American Pastoral is a 2016 American crime-drama film directed by Ewan McGregor (in his feature directorial debut) and with a screenplay by John Romano, based on the 1997 novel of the same name by Philip Roth. The film stars McGregor, Jennifer Connelly, Dakota Fanning, Peter Riegert, Rupert Evans, Uzo Aduba, Molly Parker and David Strathairn. Principal photography began on September 21, 2015, in Pittsburgh.

The film had its world premiere on September 9, 2016, at the 2016 Toronto International Film Festival and was theatrically released in the United States on October 21, 2016, by Lionsgate.

Plot 
In 1996, at the 45th-year reunion of the class of '51 at Weequahic High School in Newark, New Jersey, writer Nathan Zuckerman meets one of his old friends, Jerry Levov. They talk about Jerry's older brother, former all-state star athlete Seymour "Swede" Levov, class of '44, who recently died after a long illness.

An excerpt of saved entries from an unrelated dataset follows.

//! Option Contract Symbology
//!
//! DXLink option symbols follow the `.{ROOT}{YYMMDD}{C|P}{STRIKE}` layout,
//! e.g. `.SPXW251016C6000` or `.SPY251017P682.5`.
//!
//! The aggregation engine only needs two pure operations from this module:
//! generating the contract set around a spot price, and recovering the
//! strike / option type from a symbol. Both sit behind [`ContractSymbology`]
//! so another venue's convention can be swapped in.

use std::fmt;

use chrono::NaiveDate;
use serde::{Deserialize, Serialize};

/// Date format used inside contract symbols.
const EXPIRATION_FORMAT: &str = "%y%m%d";

// =============================================================================
// Option Type
// =============================================================================

/// Call or put.
#[derive(Debug, Clone, Copy, PartialEq, Eq, Hash, Serialize, Deserialize)]
#[serde(rename_all = "lowercase")]
pub enum OptionType {
    /// Call option.
    Call,
    /// Put option.
    Put,
}

impl OptionType {
    /// Single-letter code used in symbols.
    #[must_use]
    pub const fn code(self) -> char {
        match self {
            Self::Call => 'C',
            Self::Put => 'P',
        }
    }

    /// Parse the single-letter code.
    #[must_use]
    pub const fn from_code(code: char) -> Option<Self> {
        match code {
            'C' => Some(Self::Call),
            'P' => Some(Self::Put),
            _ => None,
        }
    }
}

// =============================================================================
// Parsed Contract Symbol
// =============================================================================

/// Components of an option contract symbol.
#[derive(Debug, Clone, PartialEq, Serialize, Deserialize)]
pub struct ContractSymbol {
    /// Option root, e.g. `SPXW`.
    pub root: String,
    /// Expiration date.
    pub expiration: NaiveDate,
    /// Call or put.
    pub option_type: OptionType,
    /// Strike price.
    pub strike: f64,
}

impl ContractSymbol {
    /// Parse a DXLink option symbol.
    ///
    /// Returns `None` for anything that is not a well-formed option symbol
    /// (underlying tickers included).
    #[must_use]
    pub fn parse(symbol: &str) -> Option<Self> {
        let body = symbol.strip_prefix('.')?;

        let date_start = body.find(|c: char| c.is_ascii_digit())?;
        let root = &body[..date_start];
        if root.is_empty() || !root.chars().all(|c| c.is_ascii_alphabetic()) {
            return None;
        }

        let rest = &body[date_start..];
        let date_part = rest.get(..6)?;
        let expiration = NaiveDate::parse_from_str(date_part, EXPIRATION_FORMAT).ok()?;

        let mut tail = rest[6..].chars();
        let option_type = OptionType::from_code(tail.next()?)?;

        let strike_part = tail.as_str();
        if strike_part.is_empty() {
            return None;
        }
        let strike: f64 = strike_part.parse().ok()?;
        if !strike.is_finite() || strike <= 0.0 {
            return None;
        }

        Some(Self {
            root: root.to_string(),
            expiration,
            option_type,
            strike,
        })
    }
}

impl fmt::Display for ContractSymbol {
    fn fmt(&self, f: &mut fmt::Formatter<'_>) -> fmt::Result {
        write!(
            f,
            ".{}{}{}{}",
            self.root,
            self.expiration.format(EXPIRATION_FORMAT),
            self.option_type.code(),
            format_strike(self.strike)
        )
    }
}

/// Whole strikes print without a decimal point, fractional ones as-is.
fn format_strike(strike: f64) -> String {
    if strike.fract() == 0.0 {
        format!("{strike:.0}")
    } else {
        format!("{strike}")
    }
}

// =============================================================================
// Chain Request
// =============================================================================

/// Parameters for generating the contract set of one expiration.
#[derive(Debug, Clone, PartialEq)]
pub struct ChainRequest {
    /// Option root prefix, e.g. `SPXW`.
    pub option_root: String,
    /// Spot price the strike ladder is centred on.
    pub spot: f64,
    /// Number of strikes above the centre strike.
    pub strikes_above: u32,
    /// Number of strikes below the centre strike.
    pub strikes_below: u32,
    /// Distance between adjacent strikes.
    pub increment: f64,
    /// Expiration date.
    pub expiration: NaiveDate,
}

impl ChainRequest {
    /// Strike closest to spot on the increment grid.
    #[must_use]
    pub fn center_strike(&self) -> f64 {
        (self.spot / self.increment).round() * self.increment
    }

    /// All strikes of the ladder, ascending.
    #[must_use]
    pub fn strikes(&self) -> Vec<f64> {
        let center = self.center_strike();
        let below = i64::from(self.strikes_below);
        let above = i64::from(self.strikes_above);

        #[allow(clippy::cast_precision_loss)]
        (-below..=above)
            .map(|i| center + i as f64 * self.increment)
            .filter(|strike| *strike > 0.0)
            .collect()
    }
}

// =============================================================================
// Symbology Port
// =============================================================================

/// Contract symbol generation and parsing.
///
/// Implementations must be pure: no I/O, same input gives same output.
pub trait ContractSymbology: Send + Sync {
    /// Generate the call and put symbols for every strike of the ladder.
    fn generate(&self, request: &ChainRequest) -> Vec<String>;

    /// Parse a contract symbol into its components.
    fn parse(&self, symbol: &str) -> Option<ContractSymbol>;
}

/// DXLink (`.ROOTYYMMDDCSTRIKE`) symbology.
#[derive(Debug, Default, Clone, Copy)]
pub struct DxLinkSymbology;

impl ContractSymbology for DxLinkSymbology {
    fn generate(&self, request: &ChainRequest) -> Vec<String> {
        let strikes = request.strikes();
        let mut symbols = Vec::with_capacity(strikes.len() * 2);

        for strike in strikes {
            for option_type in [OptionType::Call, OptionType::Put] {
                let contract = ContractSymbol {
                    root: request.option_root.clone(),
                    expiration: request.expiration,
                    option_type,
                    strike,
                };
                symbols.push(contract.to_string());
            }
        }

        symbols
    }

    fn parse(&self, symbol: &str) -> Option<ContractSymbol> {
        ContractSymbol::parse(symbol)
    }
}

// =============================================================================
// Underlying Presets
// =============================================================================

/// Per-underlying option root, reference price and strike increment.
#[derive(Debug, Clone, Copy, PartialEq)]
pub struct UnderlyingPreset {
    /// Underlying ticker as streamed, e.g. `SPX`.
    pub symbol: &'static str,
    /// Option root prefix, e.g. `SPXW`.
    pub option_root: &'static str,
    /// Reference price used when no live price is available.
    pub default_price: f64,
    /// Strike increment.
    pub increment: f64,
}

/// Supported underlyings.
pub const PRESETS: &[UnderlyingPreset] = &[
    UnderlyingPreset {
        symbol: "SPX",
        option_root: "SPXW",
        default_price: 6000.0,
        increment: 5.0,
    },
    UnderlyingPreset {
        symbol: "NDX",
        option_root: "NDXP",
        default_price: 20000.0,
        increment: 25.0,
    },
    UnderlyingPreset {
        symbol: "SPY",
        option_root: "SPY",
        default_price: 680.0,
        increment: 1.0,
    },
    UnderlyingPreset {
        symbol: "QQQ",
        option_root: "QQQ",
        default_price: 612.0,
        increment: 1.0,
    },
    UnderlyingPreset {
        symbol: "IWM",
        option_root: "IWM",
        default_price: 240.0,
        increment: 1.0,
    },
    UnderlyingPreset {
        symbol: "DIA",
        option_root: "DIA",
        default_price: 450.0,
        increment: 1.0,
    },
];

impl UnderlyingPreset {
    /// Look up a preset by underlying ticker (case-insensitive).
    #[must_use]
    pub fn lookup(symbol: &str) -> Option<&'static Self> {
        PRESETS
            .iter()
            .find(|preset| preset.symbol.eq_ignore_ascii_case(symbol))
    }
}

#[cfg(test)]
mod tests {
    use test_case::test_case;

    use super::*;

    fn date(y: i32, m: u32, d: u32) -> NaiveDate {
        NaiveDate::from_ymd_opt(y, m, d).unwrap()
    }

    #[test_case(".SPXW251016C6000", "SPXW", OptionType::Call, 6000.0 ; "spx call")]
    #[test_case(".SPXW251016P5995", "SPXW", OptionType::Put, 5995.0 ; "spx put")]
    #[test_case(".SPY251016C682.5", "SPY", OptionType::Call, 682.5 ; "fractional strike")]
    #[test_case(".NDXP251016P20025", "NDXP", OptionType::Put, 20025.0 ; "ndx put")]
    fn parses_valid_symbols(symbol: &str, root: &str, option_type: OptionType, strike: f64) {
        let parsed = ContractSymbol::parse(symbol).unwrap();
        assert_eq!(parsed.root, root);
        assert_eq!(parsed.option_type, option_type);
        assert_eq!(parsed.strike, strike);
        assert_eq!(parsed.expiration, date(2025, 10, 16));
    }

    #[test_case("SPX" ; "underlying ticker")]
    #[test_case(".SPXW251016X6000" ; "bad option type")]
    #[test_case(".SPXW251016C" ; "missing strike")]
    #[test_case(".SPXW259916C6000" ; "bad date")]
    #[test_case(".251016C6000" ; "missing root")]
    #[test_case(".SPXW251016Cabc" ; "non numeric strike")]
    fn rejects_malformed_symbols(symbol: &str) {
        assert!(ContractSymbol::parse(symbol).is_none());
    }

    #[test]
    fn display_round_trips_through_parse() {
        let contract = ContractSymbol {
            root: "SPY".to_string(),
            expiration: date(2025, 10, 17),
            option_type: OptionType::Put,
            strike: 682.5,
        };
        let text = contract.to_string();
        assert_eq!(text, ".SPY251017P682.5");
        assert_eq!(ContractSymbol::parse(&text).unwrap(), contract);
    }

    #[test]
    fn generate_centres_on_rounded_spot() {
        let request = ChainRequest {
            option_root: "SPXW".to_string(),
            spot: 6003.0,
            strikes_above: 1,
            strikes_below: 1,
            increment: 5.0,
            expiration: date(2025, 10, 16),
        };

        assert_eq!(request.center_strike(), 6005.0);

        let symbols = DxLinkSymbology.generate(&request);
        assert_eq!(
            symbols,
            vec![
                ".SPXW251016C6000",
                ".SPXW251016P6000",
                ".SPXW251016C6005",
                ".SPXW251016P6005",
                ".SPXW251016C6010",
                ".SPXW251016P6010",
            ]
        );
    }

    #[test]
    fn generate_skips_non_positive_strikes() {
        let request = ChainRequest {
            option_root: "IWM".to_string(),
            spot: 2.0,
            strikes_above: 1,
            strikes_below: 5,
            increment: 1.0,
            expiration: date(2025, 10, 16),
        };

        let strikes = request.strikes();
        assert_eq!(strikes, vec![1.0, 2.0, 3.0]);
    }

    #[test]
    fn preset_lookup_is_case_insensitive() {
        let preset = UnderlyingPreset::lookup("spx").unwrap();
        assert_eq!(preset.option_root, "SPXW");
        assert_eq!(preset.increment, 5.0);
        assert!(UnderlyingPreset::lookup("TSLA").is_none());
    }
}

The story moves back to a young Swede persuading his father, glovemaking magnate Lou Levov, to let him marry his high school sweetheart, New Jersey's 1947 Miss America contestant Dawn Dwyer. Lou is skeptical because Swede is Jewish and Dawn is a devout Roman Catholic, but her strength and honesty sways him. They have a daughter, Meredith ("Merry"), and settle in the town of Old Rimrock, where they acquire a farm, with Swede commuting the 30 miles to the Newark glove factory. Smart and quirky Merry struggles with a stuttering problem, and is deeply affected as a 12-year-old by the self-immolation of Thích Quảng Đức in 1963. By the time Merry reaches high school, she has become increasingly radicalized towards Anarchism, as the Vietnam War rages, and frequently goes to New York City to take part in antiwar protests. When Merry lashes out during the 1967 Newark riots, Swede urges her to channel her energy into protesting against the war from closer to home. A few days later, the town's little post office and store is destroyed by a bomb, killing the owner.

Merry disappears, and is the FBI's prime suspect, though Swede and Dawn believe she is innocent or, if involved, being forced to act by older radicals she met in New York. Swede and Dawn visit Penny Hamlin, the wife of the store owner who was killed, to apologize. After Swede unsuccessfully hounds the FBI for information on Merry's whereabouts, 22-year-old Wharton Business School student Rita Cohen visits the factory, ostensibly working on a report for business class. Rita tips off Swede with credible information about Merry, hints that she knows Merry's whereabouts, then asks him to meet her at a hotel with $10,000 cash. Swede meets Rita in the hotel room, but spurns her mean-spirited attempts to seduce him. Rita runs off with the money and leaves no further information regarding Merry. The strain of Merry's disappearance eventually causes Dawn to have a nervous breakdown. After treatment, Dawn seeks a facelift and starts an affair with a neighbour. She tells Swede that Merry has destroyed their former life, and tries to get Swede to forget about Merry so that they can start a new life.

In 1970, Swede spots Rita on a New York City street. Rita takes him to a skid-row area of Newark where Merry now lives. During two brief visits, Merry confesses to Swede that she made and planted a total of 3 bombs, killing 4 people. She tells of how she later slid into the underground, where she was robbed and raped. She has withdrawn from society, and is practicing extreme asceticism within the Indian Jain religion, which Swede attributes to her penance. In the quiet of her unkempt and simple life style her stutter has ceased. She has no desire to return home, and says that if he loves her, he will let her be. The years pass as Swede returns occasionally to stand outside the abandoned house where he last found Merry without ever seeing her again.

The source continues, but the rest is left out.